WORK TO BE COMPLETED: Which lines in the listing below contain the word "them"? Copy each one.

(AVAILABLE DATA begins)

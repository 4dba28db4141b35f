//! Built-in moving-penetration suite
//!
//! Five basic tests of the penetration locator on a moving mesh. The
//! baseline cases use linear quad4 elements; `q` variants use quadratic
//! quad8 elements and `tt` variants use a nonzero tangential tolerance.

use crate::app::manifest::registry::TestManifest;
use crate::app::models::TestCase;
use crate::errors::ManifestResult;

/// Directory name of the suite in the harness test tree
pub const SUITE_NAME: &str = "2d_moving_penetration_tests";

/// Declared records as (name, input, reference outputs)
const CASES: [(&str, &str, &[&str]); 20] = [
    ("pl_test1", "pl_test1.i", &["pl_test1_out.e"]),
    ("pl_test1tt", "pl_test1tt.i", &["pl_test1tt_out.e"]),
    ("pl_test1q", "pl_test1q.i", &["pl_test1q_out.e"]),
    ("pl_test1qtt", "pl_test1qtt.i", &["pl_test1qtt_out.e"]),
    ("pl_test2", "pl_test2.i", &["pl_test2_out.e"]),
    ("pl_test2tt", "pl_test2tt.i", &["pl_test2tt_out.e"]),
    ("pl_test2q", "pl_test2q.i", &["pl_test2q_out.e"]),
    ("pl_test2qtt", "pl_test2qtt.i", &["pl_test2qtt_out.e"]),
    ("pl_test3", "pl_test3.i", &["pl_test3_out.e"]),
    ("pl_test3tt", "pl_test3tt.i", &["pl_test3tt_out.e"]),
    ("pl_test3q", "pl_test3q.i", &["pl_test3q_out.e"]),
    ("pl_test3qtt", "pl_test3qtt.i", &["pl_test3qtt_out.e"]),
    ("pl_test4", "pl_test4.i", &["pl_test4_out.e"]),
    ("pl_test4tt", "pl_test4tt.i", &["pl_test4tt_out.e"]),
    ("pl_test4q", "pl_test4q.i", &["pl_test4q_out.e"]),
    ("pl_test4qtt", "pl_test4qtt.i", &["pl_test4qtt_out.e"]),
    ("pl_test5", "pl_test5.i", &["pl_test5_out.e"]),
    ("pl_test5tt", "pl_test5tt.i", &["pl_test5tt_out.e"]),
    ("pl_test5q", "pl_test5q.i", &["pl_test5q_out.e"]),
    ("pl_test5qtt", "pl_test5qtt.i", &["pl_test5qtt_out.e"]),
];

/// Records of the built-in suite in declaration order
pub fn moving_penetration_cases() -> Vec<TestCase> {
    CASES
        .iter()
        .map(|(name, input, outputs)| TestCase::new(*name, *input, outputs.iter().copied()))
        .collect()
}

/// The built-in suite as a validated manifest
pub fn moving_penetration() -> ManifestResult<TestManifest> {
    TestManifest::new(moving_penetration_cases())
}
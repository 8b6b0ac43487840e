//! Fixed-capacity particle ring.
//!
//! Storage is allocated once, zeroed, and never resized. Every accepted
//! particle advances a monotonically increasing write counter; the write
//! cursor is that counter modulo capacity, so the oldest slot is overwritten
//! once the ring is full.
//!
//! Two write paths exist:
//! - [`PointRingBuffer::append`] for sequential producers, and
//! - [`RingWriter`], which lets many threads claim slot blocks through an
//!   atomic fetch-and-add on the shared counter and then copy into them.
//!
//! Reads go through [`RingSnapshot`], which borrows the ring immutably and so
//! cannot outlive the next write.

use crate::error::{FusionError, Result};
use crate::particle::Particle;
use parking_lot::Mutex;
use std::ops::Range;
use std::sync::atomic::{AtomicU64, Ordering};

#[derive(Debug)]
pub struct PointRingBuffer {
    storage: Box<[Particle]>,
    /// Total accepted writes this session.
    written: AtomicU64,
}

impl PointRingBuffer {
    /// Allocates `capacity` zeroed slots.
    pub fn new(capacity: usize) -> Result<Self> {
        if capacity == 0 {
            return Err(FusionError::InvalidCapacity);
        }

        Ok(Self {
            storage: bytemuck::zeroed_slice_box(capacity),
            written: AtomicU64::new(0),
        })
    }

    #[inline]
    pub fn capacity(&self) -> usize {
        self.storage.len()
    }

    #[inline]
    pub fn total_writes(&self) -> u64 {
        self.written.load(Ordering::Acquire)
    }

    /// Next slot to be written.
    #[inline]
    pub fn cursor(&self) -> usize {
        (self.total_writes() % self.capacity() as u64) as usize
    }

    /// Number of slots holding a written particle: `min(total_writes, capacity)`.
    #[inline]
    pub fn live_count(&self) -> usize {
        self.total_writes().min(self.capacity() as u64) as usize
    }

    /// True once every slot has been written at least once.
    #[inline]
    pub fn is_saturated(&self) -> bool {
        self.total_writes() >= self.capacity() as u64
    }

    /// Writes `particle` at the cursor and advances it by one.
    pub fn append(&mut self, particle: Particle) {
        let capacity = self.storage.len() as u64;
        let written = self.written.get_mut();
        self.storage[(*written % capacity) as usize] = particle;
        *written += 1;
    }

    pub fn extend<I: IntoIterator<Item = Particle>>(&mut self, particles: I) {
        for particle in particles {
            self.append(particle);
        }
    }

    pub fn get(&self, slot: usize) -> Option<&Particle> {
        self.storage.get(slot)
    }

    /// Read-only view of the storage as of now.
    pub fn snapshot(&self) -> RingSnapshot<'_> {
        let total_writes = self.total_writes();
        let capacity = self.storage.len() as u64;
        RingSnapshot {
            particles: &self.storage,
            cursor: (total_writes % capacity) as usize,
            live_count: total_writes.min(capacity) as usize,
            total_writes,
        }
    }

    /// Opens a concurrent write batch.
    ///
    /// A batch accepts at most `capacity` particles, so no two claims within
    /// it can map to the same slot. Further appends are refused.
    pub fn writer(&mut self) -> RingWriter<'_> {
        let start = *self.written.get_mut();
        let capacity = self.storage.len() as u64;
        RingWriter {
            slots: Mutex::new(&mut self.storage[..]),
            capacity,
            written: &self.written,
            start,
            limit: start + capacity,
        }
    }

    /// Slots written since the counter read `since`, as at most two
    /// contiguous ranges (split where the cursor wrapped).
    pub fn dirty_ranges(&self, since: u64) -> DirtyRanges {
        DirtyRanges::between(since, self.total_writes(), self.capacity())
    }
}

/// Claims ring slots from several threads at once.
///
/// Created by [`PointRingBuffer::writer`]; holds the ring's unique borrow for
/// its whole lifetime. Slot indices come from the atomic counter; the lock
/// only guards the copy into already-claimed slots.
pub struct RingWriter<'a> {
    slots: Mutex<&'a mut [Particle]>,
    capacity: u64,
    written: &'a AtomicU64,
    start: u64,
    limit: u64,
}

impl RingWriter<'_> {
    /// Claims up to `want` consecutive write counts. Returns the first one and
    /// how many were granted.
    fn claim(&self, want: u64) -> Option<(u64, u64)> {
        let limit = self.limit;
        let first = self
            .written
            .fetch_update(Ordering::AcqRel, Ordering::Acquire, |n| {
                (n < limit).then(|| (n + want).min(limit))
            })
            .ok()?;
        Some((first, want.min(limit - first)))
    }

    /// Claims the next slot and writes `particle` into it.
    ///
    /// Returns the slot index, or `None` once this batch has claimed
    /// `capacity` slots.
    pub fn try_append(&self, particle: Particle) -> Option<usize> {
        let (n, _) = self.claim(1)?;
        let slot = (n % self.capacity) as usize;
        self.slots.lock()[slot] = particle;
        Some(slot)
    }

    /// Claims a contiguous run of slots for `particles` and copies them in,
    /// split where the run wraps. Returns how many were written; the rest
    /// did not fit in this batch.
    pub fn append_batch(&self, particles: &[Particle]) -> usize {
        if particles.is_empty() {
            return 0;
        }
        let Some((first, granted)) = self.claim(particles.len() as u64) else {
            return 0;
        };

        let count = granted as usize;
        let start = (first % self.capacity) as usize;
        let head = count.min(self.capacity as usize - start);

        let mut slots = self.slots.lock();
        slots[start..start + head].copy_from_slice(&particles[..head]);
        slots[..count - head].copy_from_slice(&particles[head..count]);
        count
    }

    /// Particles accepted by this batch so far.
    pub fn accepted(&self) -> u64 {
        self.written.load(Ordering::Acquire) - self.start
    }

    /// Slots this batch may still claim.
    pub fn remaining(&self) -> u64 {
        self.limit - self.written.load(Ordering::Acquire)
    }
}

/// Borrowed, consistent view of the ring for the render stage.
#[derive(Debug, Clone, Copy)]
pub struct RingSnapshot<'a> {
    particles: &'a [Particle],
    cursor: usize,
    live_count: usize,
    total_writes: u64,
}

impl<'a> RingSnapshot<'a> {
    /// All slots, including never-written (zeroed) ones.
    pub fn particles(&self) -> &'a [Particle] {
        self.particles
    }

    /// Slots holding written particles. Slots fill from zero, so before
    /// saturation these are the leading `live_count` slots.
    pub fn live(&self) -> &'a [Particle] {
        &self.particles[..self.live_count]
    }

    pub fn cursor(&self) -> usize {
        self.cursor
    }

    pub fn live_count(&self) -> usize {
        self.live_count
    }

    pub fn capacity(&self) -> usize {
        self.particles.len()
    }

    pub fn total_writes(&self) -> u64 {
        self.total_writes
    }

    /// Raw storage bytes for a GPU upload.
    pub fn as_bytes(&self) -> &'a [u8] {
        bytemuck::cast_slice(self.particles)
    }

    /// Live particles from oldest to newest.
    pub fn iter_oldest_first(&self) -> impl Iterator<Item = &'a Particle> + 'a {
        let (newer, older) = if self.live_count == self.particles.len() {
            self.particles.split_at(self.cursor)
        } else {
            (&self.particles[..self.live_count], &self.particles[..0])
        };
        older.iter().chain(newer.iter())
    }
}

/// Up to two slot ranges touched between two write counts.
#[derive(Debug, Clone, PartialEq, Eq, Default)]
pub struct DirtyRanges {
    pub first: Range<usize>,
    pub second: Range<usize>,
}

impl DirtyRanges {
    pub fn between(since: u64, now: u64, capacity: usize) -> Self {
        let cap = capacity as u64;
        let count = now.saturating_sub(since);
        if count == 0 || cap == 0 {
            return Self::default();
        }
        if count >= cap {
            return Self {
                first: 0..capacity,
                second: 0..0,
            };
        }

        let start = (since % cap) as usize;
        let end = (now % cap) as usize;
        if start < end {
            Self {
                first: start..end,
                second: 0..0,
            }
        } else {
            Self {
                first: start..capacity,
                second: 0..end,
            }
        }
    }

    pub fn is_empty(&self) -> bool {
        self.first.is_empty() && self.second.is_empty()
    }

    pub fn len(&self) -> usize {
        self.first.len() + self.second.len()
    }

    /// Non-empty ranges only.
    pub fn iter(&self) -> impl Iterator<Item = Range<usize>> + '_ {
        [self.first.clone(), self.second.clone()]
            .into_iter()
            .filter(|r| !r.is_empty())
    }
}

#[cfg(test)]
mod tests {
    use super::*;
    use glam::Vec3;
    use proptest::prelude::*;
    use rayon::prelude::*;

    fn p(i: u32) -> Particle {
        Particle::new(Vec3::splat(i as f32), Vec3::ONE, 1.0)
    }

    #[test]
    fn zero_capacity_is_rejected() {
        assert!(matches!(
            PointRingBuffer::new(0),
            Err(FusionError::InvalidCapacity)
        ));
    }

    #[test]
    fn fresh_ring_is_empty_and_zeroed() {
        let ring = PointRingBuffer::new(3).unwrap();
        assert_eq!(ring.cursor(), 0);
        assert_eq!(ring.live_count(), 0);
        assert!(ring.snapshot().live().is_empty());
        assert!(ring
            .snapshot()
            .particles()
            .iter()
            .all(|s| *s == Particle::default()));
    }

    #[test]
    fn five_into_four_overwrites_first_slot() {
        let mut ring = PointRingBuffer::new(4).unwrap();
        ring.extend((1..=5).map(p));

        let snap = ring.snapshot();
        assert_eq!(snap.particles(), &[p(5), p(2), p(3), p(4)]);
        assert_eq!(snap.cursor(), 1);
        assert_eq!(snap.live_count(), 4);
        assert_eq!(
            snap.iter_oldest_first().copied().collect::<Vec<_>>(),
            vec![p(2), p(3), p(4), p(5)]
        );
    }

    #[test]
    fn oldest_first_before_saturation() {
        let mut ring = PointRingBuffer::new(4).unwrap();
        ring.extend((1..=2).map(p));
        let snap = ring.snapshot();
        assert_eq!(
            snap.iter_oldest_first().copied().collect::<Vec<_>>(),
            vec![p(1), p(2)]
        );
    }

    #[test]
    fn parallel_writer_claims_distinct_slots() {
        let mut ring = PointRingBuffer::new(1024).unwrap();
        {
            let writer = ring.writer();
            (0..1000u32).into_par_iter().for_each(|i| {
                writer.try_append(p(i + 1));
            });
            assert_eq!(writer.accepted(), 1000);
            assert_eq!(writer.remaining(), 24);
        }
        assert_eq!(ring.cursor(), 1000);
        assert_eq!(ring.live_count(), 1000);

        let mut seen: Vec<u32> = ring
            .snapshot()
            .live()
            .iter()
            .map(|s| s.position[0] as u32)
            .collect();
        seen.sort_unstable();
        assert_eq!(seen, (1..=1000).collect::<Vec<_>>());
    }

    #[test]
    fn writer_batch_is_bounded_by_capacity() {
        let mut ring = PointRingBuffer::new(8).unwrap();
        ring.extend((0..5).map(p));

        let writer = ring.writer();
        let accepted = (0..100u32)
            .into_par_iter()
            .filter(|&i| writer.try_append(p(i)).is_some())
            .count();
        assert_eq!(accepted, 8);
        assert_eq!(writer.try_append(p(0)), None);
        drop(writer);

        assert_eq!(ring.total_writes(), 13);
        assert_eq!(ring.cursor(), 5);
    }

    #[test]
    fn batch_append_wraps_and_stops_at_capacity() {
        let mut ring = PointRingBuffer::new(8).unwrap();
        ring.extend((1..=6).map(p));

        let writer = ring.writer();
        assert_eq!(writer.append_batch(&(10..15).map(p).collect::<Vec<_>>()), 5);
        // Only three more slots remain in this batch.
        assert_eq!(writer.append_batch(&(20..30).map(p).collect::<Vec<_>>()), 3);
        assert_eq!(writer.append_batch(&[p(99)]), 0);
        assert_eq!(writer.append_batch(&[]), 0);
        drop(writer);

        let snap = ring.snapshot();
        assert_eq!(
            snap.particles(),
            &[p(12), p(13), p(14), p(20), p(21), p(22), p(10), p(11)]
        );
        assert_eq!(snap.cursor(), 6);
        assert_eq!(ring.total_writes(), 14);
    }

    #[test]
    fn parallel_batches_fill_distinct_slots() {
        let mut ring = PointRingBuffer::new(4096).unwrap();
        let particles: Vec<_> = (1..=3000).map(p).collect();
        {
            let writer = ring.writer();
            let written: usize = particles
                .par_chunks(97)
                .map(|chunk| writer.append_batch(chunk))
                .sum();
            assert_eq!(written, 3000);
        }

        let mut seen: Vec<u32> = ring
            .snapshot()
            .live()
            .iter()
            .map(|s| s.position[0] as u32)
            .collect();
        seen.sort_unstable();
        assert_eq!(seen, (1..=3000).collect::<Vec<_>>());
    }

    #[test]
    fn writer_continues_from_sequential_cursor() {
        let mut ring = PointRingBuffer::new(4).unwrap();
        ring.extend((1..=3).map(p));
        let slot = ring.writer().try_append(p(9));
        assert_eq!(slot, Some(3));
        let slot = ring.writer().try_append(p(10));
        assert_eq!(slot, Some(0));
        assert_eq!(ring.get(0), Some(&p(10)));
    }

    #[test]
    fn dirty_ranges_split_at_wrap() {
        assert!(DirtyRanges::between(5, 5, 8).is_empty());
        assert_eq!(
            DirtyRanges::between(1, 4, 8),
            DirtyRanges {
                first: 1..4,
                second: 0..0
            }
        );
        let wrapped = DirtyRanges::between(6, 10, 8);
        assert_eq!(wrapped.iter().collect::<Vec<_>>(), vec![6..8, 0..2]);
        assert_eq!(wrapped.len(), 4);
        // Writing to exactly the end leaves an empty second range.
        assert_eq!(
            DirtyRanges::between(6, 8, 8).iter().collect::<Vec<_>>(),
            vec![6..8]
        );
        assert_eq!(DirtyRanges::between(3, 30, 8).first, 0..8);
    }

    #[test]
    fn snapshot_bytes_cover_all_slots() {
        let ring = PointRingBuffer::new(10).unwrap();
        assert_eq!(ring.snapshot().as_bytes().len(), 10 * 32);
    }

    proptest! {
        #[test]
        fn live_count_and_cursor_follow_write_count(cap in 1usize..64, n in 0usize..256) {
            let mut ring = PointRingBuffer::new(cap).unwrap();
            ring.extend((0..n as u32).map(p));
            prop_assert_eq!(ring.live_count(), n.min(cap));
            prop_assert_eq!(ring.cursor(), n % cap);
            prop_assert_eq!(ring.is_saturated(), n >= cap);
        }

        #[test]
        fn last_capacity_writes_survive(cap in 1usize..32, extra in 0usize..64) {
            let n = cap + extra;
            let mut ring = PointRingBuffer::new(cap).unwrap();
            ring.extend((0..n as u32).map(p));
            let newest: Vec<_> = ring.snapshot().iter_oldest_first().copied().collect();
            let expected: Vec<_> = ((n - cap) as u32..n as u32).map(p).collect();
            prop_assert_eq!(newest, expected);
        }

        #[test]
        fn dirty_ranges_count_matches_writes(cap in 1usize..32, since in 0u64..100, delta in 0u64..100) {
            let ranges = DirtyRanges::between(since, since + delta, cap);
            prop_assert_eq!(ranges.len() as u64, delta.min(cap as u64));
        }
    }
}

(AVAILABLE DATA ends)

SOLVED PROBLEM:
//!   atomic fetch-and-add on the shared counter and then copy into them.
    /// Claims a contiguous run of slots for `particles` and copies them in,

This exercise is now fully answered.